The effort by The Harbinger to determine from the attorney and the accounting firm when and how they came to be involved in the 3-1-1 vote taken by the Mobile County School Board of Commissioners last Monday to suspend school superintendent Dr. Douglas Magann, and, through them, perhaps shed light on charges by two board members that they were excluded from a meeting the other three members held to discuss Magann's suspension, failed.

Jim Wood, the attorney named in the motion offered by board member Marion "Sugar" Warren to assist the school board to dismiss Magann, said he is "not going to diiscuss or comment" because of the "attorney-client" relationship, when he was asked if the baard has interviewed him for the post. Wood gave the same answer when he was asked to speculate the areas of his expertise that led the board to select him from among the many attorneys in Mobile. Wood said he first learned of his appointment last Monday, when the board passed the motion. Wood said he was "surprised...I had no inkling." When asked if he did or did not meet with the school board before the October 5 vote, Wood refused to comment and referred the question to the school board.

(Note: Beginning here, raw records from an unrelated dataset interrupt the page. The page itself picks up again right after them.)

use std::fmt;

use crate::error::{Error, Result};
use crate::peer_connection::sdp::sdp_type::RTCSdpType;

#[derive(Default, Debug, Copy, Clone, PartialEq, Eq)]
pub(crate) enum StateChangeOp {
    #[default]
    SetLocal,
    SetRemote,
}

impl fmt::Display for StateChangeOp {
    fn fmt(&self, f: &mut fmt::Formatter<'_>) -> fmt::Result {
        match *self {
            StateChangeOp::SetLocal => write!(f, "SetLocal"),
            StateChangeOp::SetRemote => write!(f, "SetRemote"),
        }
    }
}

idl_enum! {
    /// SignalingState indicates the signaling state of the offer/answer process.
    ///
    /// ## Specifications
    ///
    /// * [MDN]
    /// * [W3C]
    ///
    /// [MDN]: https://developer.mozilla.org/en-US/docs/Web/API/RTCPeerConnection/signalingState
    /// [W3C]: https://w3c.github.io/webrtc-pc/#dom-peerconnection-signaling-state
    pub enum RTCSignalingState {
        /// There is no offer/answer exchange in progress. This is also the
        /// initial state, in which case the local and remote descriptions are nil.
        Stable = "stable",

        /// A local description of type "offer" has been successfully applied.
        HaveLocalOffer = "have-local-offer",

        /// A remote description of type "offer" has been successfully applied.
        HaveRemoteOffer = "have-remote-offer",

        /// A remote offer and a local pranswer have been successfully applied.
        HaveLocalPranswer = "have-local-pranswer",

        /// A local offer and a remote pranswer have been successfully applied.
        HaveRemotePranswer = "have-remote-pranswer",

        /// The PeerConnection has been closed.
        Closed = "closed",
    }
}

/// Computes the state reached by applying a description of `sdp_type` in
/// state `cur`, following JSEP 4.3.1.
pub(crate) fn next_signaling_state(
    cur: RTCSignalingState,
    op: StateChangeOp,
    sdp_type: RTCSdpType,
) -> Result<RTCSignalingState> {
    // rollback is only meaningful while an offer is outstanding
    if sdp_type == RTCSdpType::Rollback {
        return match cur {
            RTCSignalingState::HaveLocalOffer | RTCSignalingState::HaveRemoteOffer => {
                Ok(RTCSignalingState::Stable)
            }
            _ => Err(Error::ErrSignalingStateCannotRollback { from: cur }),
        };
    }

    let next = match (cur, op, sdp_type) {
        // stable->SetLocal(offer)->have-local-offer
        (RTCSignalingState::Stable, StateChangeOp::SetLocal, RTCSdpType::Offer) => {
            Some(RTCSignalingState::HaveLocalOffer)
        }
        // stable->SetRemote(offer)->have-remote-offer
        (RTCSignalingState::Stable, StateChangeOp::SetRemote, RTCSdpType::Offer) => {
            Some(RTCSignalingState::HaveRemoteOffer)
        }
        // have-local-offer->SetLocal(offer)->have-local-offer
        (RTCSignalingState::HaveLocalOffer, StateChangeOp::SetLocal, RTCSdpType::Offer) => {
            Some(RTCSignalingState::HaveLocalOffer)
        }
        // have-local-offer->SetRemote(answer)->stable
        (RTCSignalingState::HaveLocalOffer, StateChangeOp::SetRemote, RTCSdpType::Answer) => {
            Some(RTCSignalingState::Stable)
        }
        // have-local-offer->SetRemote(pranswer)->have-remote-pranswer
        (RTCSignalingState::HaveLocalOffer, StateChangeOp::SetRemote, RTCSdpType::Pranswer) => {
            Some(RTCSignalingState::HaveRemotePranswer)
        }
        // have-remote-pranswer->SetRemote(pranswer)->have-remote-pranswer
        (
            RTCSignalingState::HaveRemotePranswer,
            StateChangeOp::SetRemote,
            RTCSdpType::Pranswer,
        ) => Some(RTCSignalingState::HaveRemotePranswer),
        // have-remote-pranswer->SetRemote(answer)->stable
        (RTCSignalingState::HaveRemotePranswer, StateChangeOp::SetRemote, RTCSdpType::Answer) => {
            Some(RTCSignalingState::Stable)
        }
        // have-remote-offer->SetRemote(offer)->have-remote-offer
        (RTCSignalingState::HaveRemoteOffer, StateChangeOp::SetRemote, RTCSdpType::Offer) => {
            Some(RTCSignalingState::HaveRemoteOffer)
        }
        // have-remote-offer->SetLocal(answer)->stable
        (RTCSignalingState::HaveRemoteOffer, StateChangeOp::SetLocal, RTCSdpType::Answer) => {
            Some(RTCSignalingState::Stable)
        }
        // have-remote-offer->SetLocal(pranswer)->have-local-pranswer
        (RTCSignalingState::HaveRemoteOffer, StateChangeOp::SetLocal, RTCSdpType::Pranswer) => {
            Some(RTCSignalingState::HaveLocalPranswer)
        }
        // have-local-pranswer->SetLocal(pranswer)->have-local-pranswer
        (RTCSignalingState::HaveLocalPranswer, StateChangeOp::SetLocal, RTCSdpType::Pranswer) => {
            Some(RTCSignalingState::HaveLocalPranswer)
        }
        // have-local-pranswer->SetLocal(answer)->stable
        (RTCSignalingState::HaveLocalPranswer, StateChangeOp::SetLocal, RTCSdpType::Answer) => {
            Some(RTCSignalingState::Stable)
        }
        _ => None,
    };

    next.ok_or(Error::ErrSignalingStateProposedTransitionInvalid {
        from: cur,
        applying: sdp_type,
        is_local: op == StateChangeOp::SetLocal,
    })
}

Richard Dukes of the accounting firm of Smith Dukes & Bucklew, which was named in the October 5 motion to audit the school system's financial records, also referred questions, which are similar to those raised with Wood, to the school board. Among the charges against superintendent Magann is "improper use of school funds."

N.Q. Adams, who voted for the motion to suspend Magann for 90 days with pay pending the outcome of a dismissal hearing, was contacted by the Harbinger next. Adams said he does not know who recommended Jim Wood and Smith Dukes & Bucklew to the school board. Adams also said he does not know what criteria the school board used in selecting the attorney and the accounting firm in the Magann matter, but that he has heard "Smith Dukes & Bucklew is a reputable accounting firm." Concerning the charge by board members Hazel Fournier, board vice-president who voted against the motion, and Dr. Joseph Mitchell, who abstained, that the two were kept in the dark, Adams said "Mitchell had to know" because Mitchell made a "5-minute talk" and handed out copies of his speech to the media. "They had to know," said Adams.

Marion "Sugar" Warren said "I can't discuss any of that" when she was asked what are the criteria the school board used to select the attorney and the accounting firm; she gave the same response when asked if the school board had interviewed the attorney and the accouting firm prior to the October 5 meeting. "I am not discussing any of that if it relates to Magann," Warren replied to a question asking who recommended the attorney and accounting firm to the school board.

Messages left with the answering machine of Mrs. Jeanne Andrews, president of the school board who voted "yes" on the motion, were not returned by press time.

September 24

Mrs. Hazel Fournier said she received a phone call from a man, "a reputable citizen in the community," on September 24. "He told me in these exact words, 'Mrs. Andews has three votes, enough votes to terminate the superintendent,'" recalled Mrs. Fournier. "He expressed his thought about how he felt that I should support them.

"I told him that I have a problem, and my problem is that what you are telling me, I should be getting from my school board president, and I have not heard from her," said Fournier. "I told the gentleman, 'You should not be telling me this.'" Fournier would not identify the man who called her on September 24. "If I have to get on a witness stand," said Fournier, "then I would disclose his name."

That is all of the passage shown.